Months passed, life went on, everyone got busy with events and Andy & Lissa put their house up for sale. And then one fateful evening, Andy made a decision that altered the course. He watched the movie, 'God's Not Dead.' (Dramatic music here...duh duh duh!!!!)
At the end of the movie, they challenge you to text everyone you know and say, "God's not dead!" Seemed like a good idea to Andy. But it didn't seem practical to send out that many individual texts. So in the interest of convenience, he grouped his contact list alphabetically into chunks of 10, consisting of family, friends and co-workers, many of whom don't know each other. What he didn't account for were the responses that would be seen by everyone in the group. Here's how it played out in one particular group text:
Andy: "God's not dead!"
Recipient #1: Umm...I know.
Recipient #2: Me too...why are you telling me this?!
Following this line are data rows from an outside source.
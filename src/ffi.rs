// Copyright @yucwang 2026

//! Flat C ABI consumed by the Python analysis pipeline through `ctypes`.
//!
//! Every `make*` function returns an owning opaque handle. `makeCalculator`
//! takes ownership of the detector and source handles it is given, and
//! `freeCalculator` releases all three; no handle may be used after the
//! owning `freeCalculator` call. Input arrays are caller-owned fixed-length
//! buffers (3 for vectors, 9 for a row-major rotation matrix) and are copied,
//! never retained.

// the exported names are part of the historical C surface
#![allow(non_snake_case)]

use crate::calculation::calculator::Calculator;
use crate::core::detector::Detector;
use crate::core::shape::Source;
use crate::math::constants::{ Float, Matrix3f, Vector3f };
use crate::shapes::flat::{ Circle, CircleXY, CircleXZ, CircleYZ, Square };
use crate::shapes::low_dim::{ LineSource, PointSource };
use crate::shapes::shell::{ CylinderZaxis, RotXaxisCylinder };

unsafe fn read_vec3(ptr: *const Float) -> Vector3f {
    let data = std::slice::from_raw_parts(ptr, 3);
    Vector3f::new(data[0], data[1], data[2])
}

unsafe fn read_mat3(ptr: *const Float) -> Matrix3f {
    Matrix3f::from_row_slice(std::slice::from_raw_parts(ptr, 9))
}

fn source_handle(src: Source) -> *mut Source {
    Box::into_raw(Box::new(src))
}

/// # Safety
/// `vec1`, `vec2`, and `norm` must point to 3 readable doubles each.
#[no_mangle]
pub unsafe extern "C" fn makeDetector(vec1: *const Float, vec2: *const Float,
                                      norm: *const Float) -> *mut Detector {
    Box::into_raw(Box::new(Detector::new(read_vec3(vec1), read_vec3(vec2),
                                         read_vec3(norm))))
}

/// # Safety
/// `cent` must point to 3 readable doubles.
#[no_mangle]
pub unsafe extern "C" fn makePoint(cent: *const Float) -> *mut Source {
    source_handle(Source::Point(PointSource::new(read_vec3(cent))))
}

/// # Safety
/// `start` and `stop` must point to 3 readable doubles each.
#[no_mangle]
pub unsafe extern "C" fn makeLine(start: *const Float, stop: *const Float) -> *mut Source {
    source_handle(Source::Line(LineSource::new(read_vec3(start), read_vec3(stop))))
}

/// # Safety
/// `cent`, `vec1`, and `vec2` must point to 3 readable doubles each.
#[no_mangle]
pub unsafe extern "C" fn makeSquare(cent: *const Float, vec1: *const Float,
                                    vec2: *const Float) -> *mut Source {
    source_handle(Source::Square(Square::new(read_vec3(cent), read_vec3(vec1),
                                             read_vec3(vec2))))
}

/// # Safety
/// `cent` must point to 3 readable doubles and `rot` to 9 (row-major 3x3).
#[no_mangle]
pub unsafe extern "C" fn makeCircle(cent: *const Float, radius: Float,
                                    rot: *const Float) -> *mut Source {
    source_handle(Source::Circle(Circle::new(read_vec3(cent), radius, read_mat3(rot))))
}

/// # Safety
/// `cent` must point to 3 readable doubles.
#[no_mangle]
pub unsafe extern "C" fn makeCircleXY(cent: *const Float, radius: Float) -> *mut Source {
    source_handle(Source::CircleXY(CircleXY::new(read_vec3(cent), radius)))
}

/// # Safety
/// `cent` must point to 3 readable doubles.
#[no_mangle]
pub unsafe extern "C" fn makeCircleXZ(cent: *const Float, radius: Float) -> *mut Source {
    source_handle(Source::CircleXZ(CircleXZ::new(read_vec3(cent), radius)))
}

/// # Safety
/// `cent` must point to 3 readable doubles.
#[no_mangle]
pub unsafe extern "C" fn makeCircleYZ(cent: *const Float, radius: Float) -> *mut Source {
    source_handle(Source::CircleYZ(CircleYZ::new(read_vec3(cent), radius)))
}

/// # Safety
/// `cent` must point to 3 readable doubles.
#[no_mangle]
pub unsafe extern "C" fn makeVertCylinder(cent: *const Float, radius: Float,
                                          len: Float) -> *mut Source {
    // a vertical cylinder is the z-axis shell under its historical C name
    source_handle(Source::CylinderZaxis(CylinderZaxis::new(read_vec3(cent), radius, len)))
}

/// # Safety
/// `cent` must point to 3 readable doubles.
#[no_mangle]
pub unsafe extern "C" fn makeRotXaxisCylinder(cent: *const Float, radius: Float,
                                              len: Float, angle: Float) -> *mut Source {
    source_handle(Source::RotXaxisCylinder(RotXaxisCylinder::new(read_vec3(cent),
                                                                 radius, len, angle)))
}

/// # Safety
/// Both handles must come from the matching `make*` functions and must not
/// be used again afterwards: the calculator takes ownership of them.
#[no_mangle]
pub unsafe extern "C" fn makeCalculator(detector: *mut Detector,
                                        source: *mut Source) -> *mut Calculator {
    let det = *Box::from_raw(detector);
    let src = *Box::from_raw(source);
    Box::into_raw(Box::new(Calculator::new(det, src)))
}

/// # Safety
/// `calc_object` must come from `makeCalculator` and `out_params` must point
/// to at least 3 writable doubles; they receive the integral value, the
/// maximum recursion level attained, and the integrand call count.
#[no_mangle]
pub unsafe extern "C" fn calcIntegral(calc_object: *mut Calculator,
                                      out_params: *mut Float) {
    let calc = &mut *calc_object;
    let result = calc.calc_integral();
    let out = std::slice::from_raw_parts_mut(out_params, 3);
    out[0] = result.value;
    out[1] = result.max_depth as Float;
    out[2] = result.calls as Float;
}

/// # Safety
/// `calc_object` must come from `makeCalculator` and must not be used again;
/// the owned detector and source are released along with the calculator.
#[no_mangle]
pub unsafe extern "C" fn freeCalculator(calc_object: *mut Calculator) {
    drop(Box::from_raw(calc_object));
}
// Copyright @yucwang 2026

pub mod flat;
pub mod low_dim;
pub mod shell;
Andy: Watch the movie and you'll understand. It was really good.
Recipient #3: Who is this?
Recipient #2: Ok.
Recipient #4: What movie?
Andy: God's not dead.
Recipient #5: Yo momma!
Recipient #2: MY MOM DIED IN 2004 YOU LITTLE F***ER! HOW DARE YOU BRING HER INTO THIS!!
Andy: Group message over.
(Flash to Andy in a corner rocking back and forth in the fetal position sucking his thumb.)
And with that, a prank was born.
Obviously, Ron and I needed to cover their lawn with God's not dead signs late one night so that Andy would find them when he arrived home from work the following morning. Because life is good, and pranks are funny and everyone will laugh and laugh.
It needs to be disclosed that I sought permission from Lissa for this entire plan, lest you think we're complete a-holes. Their house is on the market, after all. I even went so far as to ask if it was too soon for Andy, heaven forbid we send him back into the corner. "Do it!!", she says. "It'll be hilarious!!", she says.
We spent all week preparing. We stapled various sizes of cardboard to wooden stakes, printed off 25 pieces of paper that we taped to plastic forks and even went so far as to write on the 100ft isle runner from Aubrey's wedding...all of which said in huge block letters, "God's not dead!"
(Except the isle runner. I didn't know how to make a block G that big, so it said, "Cod's not dead." Fishermen rejoice.)
Last Friday night we took Kearstin, Caymen and Barbara after the football game, because why wouldn't we involve innocent children and our 8 months pregnant daughter-in-law on our little trespassing adventure? We lined their yard along the road with the staked signs. We pushed the forked signs into the grass. We duct taped the isle runner across their covered porch. Then we topped the scene with one sign taped in full view of the driveway that simply read, "Yo Momma!" I mean, we really had no choice.
I finally caved at 4:30 and called Lissa. A huge knot formed in my gut when she said, "Wellllll, it might've been too soon." Then she described what happened when Andy arrived home that morning.
He approached his house to discover tire tracks and a bunch of staked signs laying flat in his grass because someone had driven through his yard to knock them down in the middle of the night. And speaking of things in his grass, the dew soaked the paper signs, tearing them loose from the forks and littered them all over his lawn, leaving what appeared to be trash, and, well, forks.
Coming face to face with 'Yo Momma' at that point was just the icing on the cake...or maybe that was when he pulled down the isle runner, thus ripping the porch paint off with it.
Six of one, really.
As for potential buyers driving by, nothing screams "You want to live here" like a vandalized yard.
When Lissa awoke, she found a distraught Andy drenched with sweat.
"What kind of disgruntled sickos would do this to our house we're trying to sell?!?"
Lissa nervously stammered, "I can't be sure...but I think it was Ron and Shari..."
No need to thank us, it's the least we could do.